Friedman: Both Candidates "Not Romney"

Thomas Friedman takes both President Obama and presumptive GOP nominee Mitt Romney to task for insufficient plans to address the budget deficit in The New York Times.

What do we need from a presidential candidate today? We need a credible plan to do three specific things: cut, tax and invest. As the economy improves, we need to cut spending, including all entitlement programs, to fix our long-term structural deficit. We also need to raise revenue through tax reform so we don’t just shred our safety nets and so we still have resources, not only for defense, but to invest in all the things that have made us great as a country: education, infrastructure, quality government institutions and government-funded research. Finally, the plan has to win bipartisan support, so the candidate advocating it not only wins the election but has a mandate to implement his plan afterward.

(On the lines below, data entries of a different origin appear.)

//! HTTP client for the solver's `/calculate` endpoint.

use reqwest::Url;

use crate::config::SolverConfig;
use crate::error::{SolverError, SolverResult};
use crate::request::RequestPayload;
use crate::response::{SolverOutcome, SolverResponse};

/// Posts payloads to the solver. Cheap to clone.
#[derive(Debug, Clone)]
pub struct SolverClient {
    config: SolverConfig,
    http: reqwest::Client,
}

impl SolverClient {
    /// Create a client for the given configuration.
    pub fn new(config: SolverConfig) -> SolverResult<Self> {
        let http = reqwest::Client::builder()
            .user_agent(concat!("sg-solver/", env!("CARGO_PKG_VERSION")))
            .timeout(config.timeout)
            .build()?;
        Ok(Self { config, http })
    }

    /// Create a client from `SG_SOLVER_URL` / `SG_SOLVER_TIMEOUT_SECS`.
    pub fn from_env() -> SolverResult<Self> {
        Self::new(SolverConfig::from_env())
    }

    /// The configuration in use.
    pub fn config(&self) -> &SolverConfig {
        &self.config
    }

    /// Full URL of the solve endpoint.
    pub fn endpoint(&self) -> SolverResult<Url> {
        Url::parse(&self.config.base_url)
            .and_then(|base| base.join(&self.config.endpoint))
            .map_err(|e| SolverError::InvalidUrl(format!("{}: {e}", self.config.base_url)))
    }

    /// Send one payload and wait for the answer.
    ///
    /// The body is decoded whatever the HTTP status, since the solver
    /// reports its own errors as JSON alongside a 5xx status. No retry is
    /// attempted and earlier in-flight requests are left to complete.
    pub async fn solve(&self, payload: &RequestPayload) -> SolverResult<SolverOutcome> {
        let url = self.endpoint()?;
        log::info!("posting game to {url}");

        let resp = self
            .http
            .post(url)
            .json(payload)
            .send()
            .await
            .inspect_err(|e| log::warn!("solver request failed: {e}"))?;
        let status = resp.status();
        let body = resp.bytes().await?;
        log::debug!("solver answered {status} with {} bytes", body.len());

        let outcome = SolverResponse::from_json(&body)
            .and_then(SolverResponse::into_outcome)
            .inspect_err(|e| log::warn!("unreadable solver response ({status}): {e}"))?;
        if let SolverOutcome::Rejected { message } = &outcome {
            log::warn!("solver rejected the game: {message}");
        }
        Ok(outcome)
    }
}

#[cfg(test)]
mod tests {
    use std::time::Duration;

    use sg_core::{CaseId, PayoffTable, Player};

    use super::*;
    use crate::request::RequestBuilder;

    fn payload() -> RequestPayload {
        let mut p1 = PayoffTable::new(Player::P1);
        p1.add_variable("a").unwrap();
        p1.set_cell(0, CaseId::Case1, 1.0).unwrap();
        let mut p2 = PayoffTable::new(Player::P2);
        p2.add_variable("b").unwrap();
        RequestBuilder {
            p1_name: "Player 1",
            p2_name: "Player 2",
            nature: ["stable", "unstable"],
            p1_strategies: "x, y",
            p2_strategies: "u, v",
            p1_function: "",
            p2_function: "",
            p1_table: &p1,
            p2_table: &p2,
        }
        .build()
        .unwrap()
    }

    #[test]
    fn endpoint_joins_path() {
        let client = SolverClient::new(SolverConfig::default()).unwrap();
        assert_eq!(
            client.endpoint().unwrap().as_str(),
            "http://127.0.0.1:5000/calculate"
        );
    }

    #[test]
    fn invalid_base_url() {
        let cfg = SolverConfig::default().with_base_url("not a url");
        let client = SolverClient::new(cfg).unwrap();
        assert!(matches!(client.endpoint(), Err(SolverError::InvalidUrl(_))));
    }

    #[tokio::test]
    async fn unreachable_solver_is_transport_error() {
        // Nothing listens on the discard port.
        let cfg = SolverConfig::default()
            .with_base_url("http://127.0.0.1:9")
            .with_timeout(Duration::from_secs(2));
        let client = SolverClient::new(cfg).unwrap();
        let err = client.solve(&payload()).await.unwrap_err();
        assert!(err.is_transport());
        assert!(matches!(err, SolverError::Transport(_)));
    }
}
//! Integration tests for the `sg` command-line interface.

#![allow(deprecated)] // Command::cargo_bin – macro replacement not yet stable

use assert_cmd::Command;
use predicates::prelude::*;

fn sg() -> Command {
    let mut cmd = Command::cargo_bin("sg").unwrap();
    cmd.env_remove("SG_SOLVER_URL")
        .env_remove("SG_SOLVER_TIMEOUT_SECS")
        .env_remove("RUST_LOG");
    cmd
}

// ---------------------------------------------------------------------------
// cases
// ---------------------------------------------------------------------------

#[test]
fn cases_default_labels() {
    sg().arg("cases")
        .assert()
        .success()
        .stdout(predicate::str::contains("unstable, Action 1, Action 1"))
        .stdout(predicate::str::contains("case8"));
}

#[test]
fn cases_custom_names() {
    sg().args([
        "cases",
        "--nature",
        "Good, Bad",
        "--p1",
        "Cooperate,Defect",
        "--p2",
        "Trust,Distrust",
    ])
    .assert()
    .success()
    .stdout(predicate::str::contains("Bad, Defect, Trust"))
    .stdout(predicate::str::contains("Good, Defect, Distrust"));
}

#[test]
fn cases_blank_strategies_fall_back() {
    sg().args(["cases", "--p1", ", Defect"])
        .assert()
        .success()
        .stdout(predicate::str::contains("unstable, Action 1, Action 1"))
        .stdout(predicate::str::contains("unstable, Defect, Action 1"));
}

// ---------------------------------------------------------------------------
// payload
// ---------------------------------------------------------------------------

#[test]
fn payload_for_preset_is_json() {
    let output = sg().args(["payload", "--preset", "regulator"]).output().unwrap();
    assert!(output.status.success());

    let value: serde_json::Value = serde_json::from_slice(&output.stdout).unwrap();
    assert_eq!(value["p1_name"], "regulator");
    assert_eq!(value["p2_name"], "firm");
    assert_eq!(value["nature_strategies"][1], "unstable");
    assert_eq!(value["p1_strategies"][1], "not intervene");
    assert_eq!(value["payoff_data"]["p2"]["reputation"]["case4"], -1.0);
    assert_eq!(value["p1_payoff_function"], "");
}

#[test]
fn payload_for_empty_game_fails() {
    sg().arg("payload")
        .assert()
        .failure()
        .stderr(predicate::str::contains(
            "please add at least one payoff variable",
        ));
}

#[test]
fn payload_unknown_preset() {
    sg().args(["payload", "--preset", "chess"])
        .assert()
        .failure()
        .stderr(predicate::str::contains("unknown preset: chess"));
}

// ---------------------------------------------------------------------------
// presets
// ---------------------------------------------------------------------------

#[test]
fn presets_lists_regulator() {
    sg().arg("presets")
        .assert()
        .success()
        .stdout(predicate::str::contains("regulator"))
        .stdout(predicate::str::contains("firm"));
}

// ---------------------------------------------------------------------------
// solve
// ---------------------------------------------------------------------------

#[test]
fn solve_without_solver_shows_generic_failure() {
    sg().args([
        "solve",
        "--preset",
        "regulator",
        "--url",
        "http://127.0.0.1:9",
        "--timeout",
        "2",
    ])
    .assert()
    .failure()
    .stdout(predicate::str::contains(
        "An error occurred while calculating equilibrium.",
    ))
    .stderr(predicate::str::contains("error:"));
}

#[test]
fn solve_rejects_bad_url() {
    sg().args(["solve", "--preset", "regulator", "--url", "not a url"])
        .assert()
        .failure()
        .stderr(predicate::str::contains("invalid solver url"));
}

// ---------------------------------------------------------------------------
// session
// ---------------------------------------------------------------------------

#[test]
fn session_edits_and_prints_payload() {
    sg().arg("session")
        .write_stdin(
            "name p1 regulator\n\
             nature Good, Bad\n\
             add p1 Carbon Tax\n\
             set p1 1 case5 -12\n\
             add p2 wealth\n\
             payload\n\
             quit\n",
        )
        .assert()
        .success()
        .stdout(predicate::str::contains("Starting"))
        .stdout(predicate::str::contains("\"Carbon Tax\""))
        .stdout(predicate::str::contains("-12.0"))
        .stdout(predicate::str::contains("\"Good\""));
}

#[test]
fn session_reports_errors_and_continues() {
    sg().arg("session")
        .write_stdin("dance\nadd p1\nsolve\nlabels\n")
        .assert()
        .success()
        .stdout(predicate::str::contains("unknown command: dance"))
        .stdout(predicate::str::contains("variable name"))
        .stdout(predicate::str::contains("please add at least one payoff variable"))
        .stdout(predicate::str::contains("stable, Action 2, Action 2"));
}

#[test]
fn session_solve_without_solver() {
    sg().args(["session", "--preset", "regulator", "--url", "http://127.0.0.1:9"])
        .write_stdin("solve\nquit\n")
        .assert()
        .success()
        .stdout(predicate::str::contains("regulator vs firm"))
        .stdout(predicate::str::contains("request #1 (1 in flight)"))
        .stdout(predicate::str::contains("for request #1:"))
        .stdout(predicate::str::contains(
            "An error occurred while calculating equilibrium.",
        ));
}

#[test]
fn session_keeps_reading_while_requests_are_pending() {
    sg().args(["session", "--preset", "regulator", "--url", "http://127.0.0.1:9"])
        .write_stdin("solve\nname p1 agency\nsolve\nstatus\n")
        .assert()
        .success()
        .stdout(predicate::str::contains("p1 is now \"agency\""))
        .stdout(predicate::str::contains("for request #1:"))
        .stdout(predicate::str::contains("for request #2:"))
        .stdout(predicate::str::contains("agency (p1): 3 variables"));
}

#[test]
fn session_unknown_preset_fails() {
    sg().args(["session", "--preset", "chess"])
        .write_stdin("quit\n")
        .assert()
        .failure()
        .stderr(predicate::str::contains("unknown preset"));
}
pub fn run(preset: Option<&str>) -> Result<(), String> {
    let session = super::open_session(preset)?;
    let payload = session.build_request().map_err(|e| e.to_string())?;
    let json = payload.to_json_pretty().map_err(|e| e.to_string())?;

    println!("{json}");
    Ok(())
}
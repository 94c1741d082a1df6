//! Per-player payoff tables.
//!
//! A table has one row per case and one column per [`Variable`]. Columns
//! are identified by position: renaming a variable changes only its
//! display name, never which cells belong to it. A snapshot keys the data
//! by the *current* display names.

use std::collections::BTreeMap;

use crate::case::{CASE_COUNT, CaseId};
use crate::error::{CoreError, CoreResult};
use crate::player::Player;

/// Payoff data for one player: variable name → case → value.
pub type PayoffSnapshot = BTreeMap<String, BTreeMap<CaseId, f64>>;

/// Coerce a user-entered cell value to a number.
///
/// Anything that does not parse as a finite number becomes `0`, so a cell
/// is never undefined when read.
pub fn parse_cell(raw: &str) -> f64 {
    raw.trim()
        .parse::<f64>()
        .ok()
        .filter(|v| v.is_finite())
        .unwrap_or(0.0)
}

/// A named payoff contributor with one value per case.
#[derive(Debug, Clone, PartialEq)]
pub struct Variable {
    name: String,
    cells: [f64; CASE_COUNT],
}

impl Variable {
    fn new(name: String) -> Self {
        Self {
            name,
            cells: [0.0; CASE_COUNT],
        }
    }

    /// Current display name.
    pub fn name(&self) -> &str {
        &self.name
    }

    /// The identifier a payoff function uses to refer to this variable:
    /// trimmed, lowercased, spaces replaced by underscores.
    pub fn symbol(&self) -> String {
        self.name.trim().to_lowercase().replace(' ', "_")
    }

    /// Value for one case.
    pub fn cell(&self, case: CaseId) -> f64 {
        self.cells[case.index()]
    }

    /// All values in catalog order.
    pub fn cells(&self) -> &[f64; CASE_COUNT] {
        &self.cells
    }
}

/// An ordered set of variable columns for one player.
#[derive(Debug, Clone, PartialEq)]
pub struct PayoffTable {
    player: Player,
    variables: Vec<Variable>,
}

impl PayoffTable {
    /// A table with one row per case and no variable columns.
    pub fn new(player: Player) -> Self {
        Self {
            player,
            variables: Vec::new(),
        }
    }

    /// Clear every variable and cell, leaving the case rows only.
    pub fn initialize(&mut self) {
        self.variables.clear();
        log::debug!("initialized {} table", self.player);
    }

    /// The player this table belongs to.
    pub fn player(&self) -> Player {
        self.player
    }

    /// Variables in column order.
    pub fn variables(&self) -> &[Variable] {
        &self.variables
    }

    /// The variable at a column, if it exists.
    pub fn get(&self, column: usize) -> Option<&Variable> {
        self.variables.get(column)
    }

    /// Number of variable columns.
    pub fn len(&self) -> usize {
        self.variables.len()
    }

    /// Returns true if no variable has been added.
    pub fn is_empty(&self) -> bool {
        self.variables.is_empty()
    }

    /// Append a variable with all cells set to zero. Returns its column.
    pub fn add_variable(&mut self, name: &str) -> CoreResult<usize> {
        let name = name.trim();
        if name.is_empty() {
            return Err(CoreError::BlankVariableName);
        }
        self.variables.push(Variable::new(name.to_string()));
        let column = self.variables.len() - 1;
        log::debug!("{} table: added \"{name}\" at column {column}", self.player);
        Ok(column)
    }

    /// Change a variable's display name. A blank name keeps the previous
    /// one. Returns the name the column shows afterwards.
    pub fn rename_variable(&mut self, column: usize, new_name: &str) -> CoreResult<&str> {
        let player = self.player;
        let variable = self.column_mut(column)?;
        let trimmed = new_name.trim();
        if trimmed.is_empty() {
            log::debug!("{player} table: blank rename of column {column}, keeping \"{}\"", variable.name);
        } else {
            variable.name = trimmed.to_string();
        }
        Ok(&variable.name)
    }

    /// Set one cell. Non-finite values are stored as zero.
    pub fn set_cell(&mut self, column: usize, case: CaseId, value: f64) -> CoreResult<()> {
        let variable = self.column_mut(column)?;
        variable.cells[case.index()] = if value.is_finite() { value } else { 0.0 };
        Ok(())
    }

    /// Set one cell from raw user input, coercing invalid text to zero.
    /// Returns the stored value.
    pub fn set_cell_input(&mut self, column: usize, case: CaseId, raw: &str) -> CoreResult<f64> {
        let value = parse_cell(raw);
        self.set_cell(column, case, value)?;
        Ok(value)
    }

    /// Read every column under its current display name.
    ///
    /// Columns are folded in order, so when two variables share a name the
    /// later column's data replaces the earlier one.
    pub fn snapshot(&self) -> PayoffSnapshot {
        let mut data = PayoffSnapshot::new();
        for variable in &self.variables {
            let cells = CaseId::in_order().map(|case| (case, variable.cell(case))).collect();
            if data.insert(variable.name.clone(), cells).is_some() {
                log::warn!(
                    "{} table: duplicate variable name \"{}\", later column wins",
                    self.player,
                    variable.name
                );
            }
        }
        data
    }

    /// Display names that more than one column currently uses.
    pub fn duplicate_names(&self) -> Vec<&str> {
        let mut counts: BTreeMap<&str, usize> = BTreeMap::new();
        for variable in &self.variables {
            *counts.entry(variable.name()).or_default() += 1;
        }
        counts
            .into_iter()
            .filter(|(_, n)| *n > 1)
            .map(|(name, _)| name)
            .collect()
    }

    fn column_mut(&mut self, column: usize) -> CoreResult<&mut Variable> {
        let len = self.variables.len();
        let player = self.player;
        self.variables
            .get_mut(column)
            .ok_or(CoreError::ColumnOutOfRange {
                player,
                index: column,
                len,
            })
    }
}

#[cfg(test)]
mod tests {
    use proptest::prelude::*;

    use super::*;

    fn table() -> PayoffTable {
        PayoffTable::new(Player::P1)
    }

    #[test]
    fn new_table_has_no_variables() {
        let t = table();
        assert!(t.is_empty());
        assert!(t.snapshot().is_empty());
    }

    #[test]
    fn add_variable_defaults_cells_to_zero() {
        let mut t = table();
        let col = t.add_variable("revenue").unwrap();
        assert_eq!(col, 0);
        assert_eq!(t.get(0).unwrap().cells(), &[0.0; CASE_COUNT]);
    }

    #[test]
    fn add_variable_trims_name() {
        let mut t = table();
        t.add_variable("  carbon tax ").unwrap();
        assert_eq!(t.get(0).unwrap().name(), "carbon tax");
    }

    #[test]
    fn blank_names_are_rejected() {
        let mut t = table();
        t.add_variable("a").unwrap();
        assert_eq!(t.add_variable(""), Err(CoreError::BlankVariableName));
        assert_eq!(t.add_variable("   "), Err(CoreError::BlankVariableName));
        assert_eq!(t.len(), 1);
    }

    #[test]
    fn snapshot_end_to_end() {
        let mut t = table();
        t.initialize();
        let col = t.add_variable("a").unwrap();
        t.set_cell(col, CaseId::Case1, 5.0).unwrap();
        t.set_cell(col, CaseId::Case3, -2.0).unwrap();

        let snap = t.snapshot();
        assert_eq!(snap.len(), 1);
        let a = &snap["a"];
        let values: Vec<f64> = CaseId::in_order().map(|c| a[&c]).collect();
        assert_eq!(values, [5.0, 0.0, -2.0, 0.0, 0.0, 0.0, 0.0, 0.0]);
    }

    #[test]
    fn rename_keeps_cells() {
        let mut t = table();
        t.add_variable("old").unwrap();
        t.set_cell(0, CaseId::Case4, 7.5).unwrap();

        assert_eq!(t.rename_variable(0, " new ").unwrap(), "new");
        let snap = t.snapshot();
        assert!(!snap.contains_key("old"));
        assert_eq!(snap["new"][&CaseId::Case4], 7.5);
    }

    #[test]
    fn blank_rename_reverts_to_last_name() {
        let mut t = table();
        t.add_variable("first").unwrap();
        t.rename_variable(0, "second").unwrap();
        assert_eq!(t.rename_variable(0, "  ").unwrap(), "second");
        assert_eq!(t.get(0).unwrap().name(), "second");
    }

    #[test]
    fn rename_out_of_range() {
        let mut t = table();
        let err = t.rename_variable(3, "x").unwrap_err();
        assert_eq!(
            err,
            CoreError::ColumnOutOfRange {
                player: Player::P1,
                index: 3,
                len: 0
            }
        );
    }

    #[test]
    fn invalid_input_coerces_to_zero() {
        let mut t = table();
        t.add_variable("x").unwrap();
        t.set_cell(0, CaseId::Case2, 3.0).unwrap();
        assert_eq!(t.set_cell_input(0, CaseId::Case2, "abc").unwrap(), 0.0);
        assert_eq!(t.get(0).unwrap().cell(CaseId::Case2), 0.0);
        assert_eq!(t.set_cell_input(0, CaseId::Case2, " 65.66 ").unwrap(), 65.66);
        t.set_cell(0, CaseId::Case5, f64::NAN).unwrap();
        assert_eq!(t.get(0).unwrap().cell(CaseId::Case5), 0.0);
    }

    #[test]
    fn parse_cell_rejects_non_finite() {
        assert_eq!(parse_cell("inf"), 0.0);
        assert_eq!(parse_cell("NaN"), 0.0);
        assert_eq!(parse_cell(""), 0.0);
        assert_eq!(parse_cell("-12"), -12.0);
    }

    #[test]
    fn duplicate_names_last_column_wins() {
        let mut t = table();
        t.add_variable("risk").unwrap();
        t.add_variable("other").unwrap();
        t.set_cell(0, CaseId::Case1, 1.0).unwrap();
        t.set_cell(1, CaseId::Case1, 2.0).unwrap();
        t.rename_variable(1, "risk").unwrap();

        assert_eq!(t.duplicate_names(), ["risk"]);
        let snap = t.snapshot();
        assert_eq!(snap.len(), 1);
        assert_eq!(snap["risk"][&CaseId::Case1], 2.0);
    }

    #[test]
    fn initialize_clears_variables() {
        let mut t = table();
        t.add_variable("a").unwrap();
        t.add_variable("b").unwrap();
        t.initialize();
        assert!(t.is_empty());
        t.initialize();
        assert!(t.is_empty());
    }

    #[test]
    fn symbol_hint() {
        let mut t = table();
        t.add_variable("National Wealth").unwrap();
        assert_eq!(t.get(0).unwrap().symbol(), "national_wealth");
    }

    proptest! {
        #[test]
        fn adding_preserves_existing_cells(
            values in prop::collection::vec(prop::array::uniform8(-1e6f64..1e6), 0..6)
        ) {
            let mut t = table();
            for (col, row) in values.iter().enumerate() {
                t.add_variable(&format!("v{col}")).unwrap();
                for case in CaseId::in_order() {
                    t.set_cell(col, case, row[case.index()]).unwrap();
                }
            }
            let before = t.clone();
            let k = t.len();
            t.add_variable("fresh").unwrap();

            prop_assert_eq!(t.len(), k + 1);
            for col in 0..k {
                prop_assert_eq!(t.get(col), before.get(col));
            }
            prop_assert_eq!(t.get(k).unwrap().cells(), &[0.0; CASE_COUNT]);
        }

        #[test]
        fn rename_moves_data_to_new_name(
            row in prop::array::uniform8(-1e6f64..1e6),
            new_name in "[a-z]{1,10}"
        ) {
            let mut t = table();
            t.add_variable("OLD NAME").unwrap();
            for case in CaseId::in_order() {
                t.set_cell(0, case, row[case.index()]).unwrap();
            }
            t.rename_variable(0, &new_name).unwrap();
            let snap = t.snapshot();
            let cells = &snap[&new_name];
            for case in CaseId::in_order() {
                prop_assert_eq!(cells[&case], row[case.index()]);
            }
        }
    }
}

The Ryan-Romney budget fails that test. As Maya MacGuineas, the president of the nonpartisan Committee for a Responsible Federal Budget, notes: It does not “protect the truly disadvantaged,” and it doesn’t put tax increases for the wealthy “on the table,” so it has zero chance of bipartisan support. Obama has proposed his own 10-year budget. It is much better than Ryan’s at balancing our near-term need to revitalize the pillars of American success, by cutting, taxing and investing. But it does not credibly address the country’s long-term fiscal imbalances, which require cuts in Medicare and Social Security.

Friedman's comments mirror those from former Reagan budget director David Stockman from a year ago. Stockman essentially said that Obama's plan was a step in the right direction that didn't go far enough while the GOP plan was worse.

So the Ryan plan worsens our trillion-dollar structural deficit and the Obama plan amounts to small potatoes, at best. Worse, we are about to descend into class war because the Obama plan picks on the rich when it should be pushing tax increases for all, while the Ryan plan attacks the poor when it should be addressing middle-class entitlements and defense.